41 S.W. 700 | Tex. App. | 1897

Appellee brought this action for the purpose of enjoining the sale, under an execution in favor of appellant Paddock against J.K. Ayers, of certain land described in the petition as belonging to appellee. The petition alleged that plaintiff was the owner of the land levied on as the property of Ayers, by regular chain of title on record in Montgomery County, where the property lies, prior to the rendition of the judgment on which the writ issued, and that he is still such owner. The land was described as 328 town lots in the town of Conroe, and two parcels of land, adjoining them, containing 165 acres. As grounds for the injunction it was alleged that the levy had injured plaintiff, in that the sale of the land had been obstructed and hindered, and was still so obstructed; that the sale of the land, under the execution, would cause irreparable injury to plaintiff, in that it would cast a cloud upon his title, and deter persons from buying the same or any part thereof, and cause the value thereof to greatly depreciate in the market and greatly harrass petitioner, delay him in the sale and improvement and disposition of his lots, and cause him much trouble, litigation, and expense to remove clouds from the title thereof, and cause an indeterminable measure of damages and an injury not ascertainable, for which plaintiff would have no adequate remedy; that many persons are desirous of purchasing portions of said lands, and up to the time of the advertisement of the intended sale the same were growing in demand in the market, *658 but that, if same were sold as the property of another, plaintiff would suffer irreparable loss.

An injunction was granted, and the cause was afterwards heard on its merits. No motion was made to dissolve the writ for want of equity in the bill, and the only exception to the petition was a general demurrer. This was overruled, and upon the evidence judgment was rendered in favor of plaintiff, sustaining his title and perpetually enjoining the sale which had been advertised.
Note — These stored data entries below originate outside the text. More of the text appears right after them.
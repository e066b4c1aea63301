//! Draw and discard piles.
//!
//! The draw pile is popped from its end; the discard pile grows at its end.
//! When the draw pile runs out the discard pile is shuffled into it.

use serde::Serialize;

use crate::cards::Card;
use crate::core::{GameError, GameRng, Result};

/// A card drawn from the deck.
#[derive(Clone, Debug, PartialEq, Eq, Serialize)]
pub struct Draw {
    /// The drawn card.
    pub card: Card,

    /// The discard pile as it was before being reshuffled into the draw pile,
    /// if the draw triggered a reshuffle.
    pub reshuffled: Option<Vec<Card>>,
}

/// Manages the draw and discard piles of a game.
#[derive(Debug)]
pub struct Deck {
    draw_pile: Vec<Card>,
    discard_pile: Vec<Card>,
    rng: GameRng,
}

impl Deck {
    /// A full, shuffled deck with an empty discard pile.
    #[must_use]
    pub fn new(mut rng: GameRng) -> Self {
        let mut draw_pile = Card::full_deck();
        rng.shuffle(&mut draw_pile);
        Self::from_piles(draw_pile, Vec::new(), rng)
    }

    /// A deck with the given piles. The last card of `draw_pile` is drawn first.
    #[must_use]
    pub fn from_piles(draw_pile: Vec<Card>, discard_pile: Vec<Card>, rng: GameRng) -> Self {
        Self { draw_pile, discard_pile, rng }
    }

    /// Draw the top card.
    ///
    /// If the draw pile is empty the discard pile is shuffled into it first.
    /// Fails with [`GameError::DeckExhausted`] if both piles are empty.
    pub fn draw(&mut self) -> Result<Draw> {
        let reshuffled = if self.draw_pile.is_empty() {
            if self.discard_pile.is_empty() {
                return Err(GameError::DeckExhausted);
            }
            Some(self.reshuffle())
        } else {
            None
        };

        let card = self.draw_pile.pop().ok_or(GameError::DeckExhausted)?;
        Ok(Draw { card, reshuffled })
    }

    /// Put `card` on top of the discard pile.
    pub fn discard(&mut self, card: Card) {
        self.discard_pile.push(card);
    }

    /// Put every card in `cards` on top of the discard pile, in order.
    pub fn discard_all(&mut self, cards: impl IntoIterator<Item = Card>) {
        self.discard_pile.extend(cards);
    }

    #[must_use]
    pub fn draw_pile_size(&self) -> usize {
        self.draw_pile.len()
    }

    /// The discard pile, oldest first.
    #[must_use]
    pub fn discard_pile(&self) -> &[Card] {
        &self.discard_pile
    }

    #[must_use]
    pub fn discard_pile_size(&self) -> usize {
        self.discard_pile.len()
    }

    /// Move the shuffled discard pile into the draw pile, returning its
    /// pre-shuffle contents.
    fn reshuffle(&mut self) -> Vec<Card> {
        let previous = std::mem::take(&mut self.discard_pile);
        let mut shuffled = previous.clone();
        self.rng.shuffle(&mut shuffled);
        self.draw_pile.extend(shuffled);
        tracing::debug!(cards = previous.len(), "discard pile reshuffled into draw pile");
        previous
    }
}
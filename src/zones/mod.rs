//! Card zones shared by all players.
//!
//! Hands are private to each player and live with the game; the deck's draw
//! and discard piles are the only shared zones.
//!
//! ## Key Types
//!
//! - `Deck`: Draw pile plus discard pile, with reshuffle-on-exhaustion
//! - `Draw`: A drawn card and the discard pile it reshuffled, if any

pub mod deck;

pub use deck::{Deck, Draw};
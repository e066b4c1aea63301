//! Player strategies.
//!
//! ## Key Types
//!
//! - `Player`: Complete strategy (discard, spy, duel) plus optional callbacks
//! - `PlayerFactory`: Creates a fresh `Player` for each seat of each game
//! - `OptionalDiscard` / `OptionalSpy` / `OptionalDuel`: Partial strategies
//!   combined by `CompositePlayer`
//! - `InOrderPlayer`, `RandomPlayer`: Baseline strategies

pub mod strategy;
pub mod baseline;

pub use strategy::{
    CompositePlayer, FnFactory, OptionalDiscard, OptionalDuel, OptionalSpy, Player, PlayerFactory, Seat,
};
pub use baseline::{InOrderPlayer, RandomPlayer};
//! The game: public state, per-player views, and the turn engine.
//!
//! ## Key Types
//!
//! - `Game` / `GameBuilder`: Seat players, configure, and run one game
//! - `GameState`: Public state shared by every player
//! - `PlayerState`: One seat's hand and card tracker
//! - `PlayerView`: What a strategy sees when it is asked to decide
//! - `GameResult` / `GameSummary`: How the game ended and its statistics

pub mod state;
pub mod view;
pub mod result;
pub mod engine;

pub use state::GameState;
pub use view::{PlayerState, PlayerView};
pub use result::{GameResult, GameSummary};
pub use engine::{Game, GameBuilder};
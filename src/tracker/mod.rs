//! Hidden-information tracking.
//!
//! Each seat owns a `CardTracker` that the game keeps up to date. Strategies
//! read it through their `PlayerView` to reason about unseen cards.

pub mod card_tracker;

pub use card_tracker::CardTracker;
//! Baseline strategies, for tests and as reference opponents.

use std::collections::BTreeSet;

use anyhow::Context;

use crate::core::{GameRng, PlayerId};
use crate::duel::DuelRound;
use crate::game::PlayerView;

use super::strategy::{FnFactory, Player, PlayerFactory, Seat};

/// Always discards and duels with the first card in hand, and spies on the
/// lowest-indexed opponent still in the game.
#[derive(Clone, Copy, Debug, Default)]
pub struct InOrderPlayer;

impl Player for InOrderPlayer {
    fn discard(&mut self, _view: &PlayerView<'_>) -> anyhow::Result<usize> {
        Ok(0)
    }

    fn spy(&mut self, view: &PlayerView<'_>) -> anyhow::Result<PlayerId> {
        view.opponents().next().context("no opponent left to spy on")
    }

    fn duel(
        &mut self,
        _view: &PlayerView<'_>,
        _involved: &BTreeSet<PlayerId>,
        _previous_rounds: &[DuelRound],
    ) -> anyhow::Result<usize> {
        Ok(0)
    }
}

impl PlayerFactory for InOrderPlayer {
    fn create(&self, _seat: Seat) -> Box<dyn Player> {
        Box::new(InOrderPlayer)
    }
}

/// Makes every decision uniformly at random from its own RNG stream.
#[derive(Debug)]
pub struct RandomPlayer {
    rng: GameRng,
}

impl RandomPlayer {
    #[must_use]
    pub fn new(rng: GameRng) -> Self {
        Self { rng }
    }

    /// Factory handing each seat its own forked stream.
    #[must_use]
    pub fn factory() -> impl PlayerFactory {
        FnFactory::new("RandomPlayer", |seat: Seat| -> Box<dyn Player> {
            Box::new(RandomPlayer::new(seat.rng))
        })
    }

    fn pick_card(&mut self, view: &PlayerView<'_>) -> anyhow::Result<usize> {
        let hand_size = view.hand().len();
        anyhow::ensure!(hand_size > 0, "asked to choose from an empty hand");
        Ok(self.rng.gen_index(hand_size))
    }
}

impl Player for RandomPlayer {
    fn discard(&mut self, view: &PlayerView<'_>) -> anyhow::Result<usize> {
        self.pick_card(view)
    }

    fn spy(&mut self, view: &PlayerView<'_>) -> anyhow::Result<PlayerId> {
        let opponents: Vec<PlayerId> = view.opponents().collect();
        self.rng
            .choose(&opponents)
            .copied()
            .context("no opponent left to spy on")
    }

    fn duel(
        &mut self,
        view: &PlayerView<'_>,
        _involved: &BTreeSet<PlayerId>,
        _previous_rounds: &[DuelRound],
    ) -> anyhow::Result<usize> {
        self.pick_card(view)
    }
}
The first ground urged for the reversal of this judgment is that the petition showed no ground for the injunction, and that the general demurrer should have been sustained. It will be observed that the petition does not set out any part of plaintiff's title to the land, nor show that it proceeded from Ayers, or that he was in any way connected with it. For this reason alone, it may be that, if the petition had stood alone when it was acted upon, the general demurrer should have been sustained. But the defendants had filed their answer, in which they set forth the claims of both parties, showing that plaintiff's title was a deed from Ayers, of date January 6, 1894, and that Paddock's judgment against Ayers was rendered on January 17, 1894, and that an abstract of it was duly registered in Montgomery County on January 29, 1894. The answer attacked the deed to plaintiff by the averment that it was made by Ayers with intent to hinder, delay, and defraud his creditors, of which plaintiff was charged with notice, and asked that it be declared void, set aside, and annulled, and that his lien arising from the record of his abstract be enforced, and that the land be held subject to the judgment. In determining the sufficiency of the petition, the facts supplied by the answer must be taken into consideration, and from them we see that there was an issue between the parties as to the validity of the deed under which plaintiff held as against the judgment. All of the facts show, however, that purchasers at the sale would have taken only such title or interest as Ayers had subject to the debt, and the burden would have been upon them to prove the fraud by which it was sought to set aside the deed and subject the property to the judgment. It can not, therefore, be said that the sale would have given rise to such a cloud upon plaintiff's title as, of itself, would afford reason for the granting of an injunction. Whitman v. Willis, 51 Tex. 429; Purinton v. Davis, 66 Tex. 455 [66 Tex. 455]; Mann v. Wallis, 75 Tex. 611.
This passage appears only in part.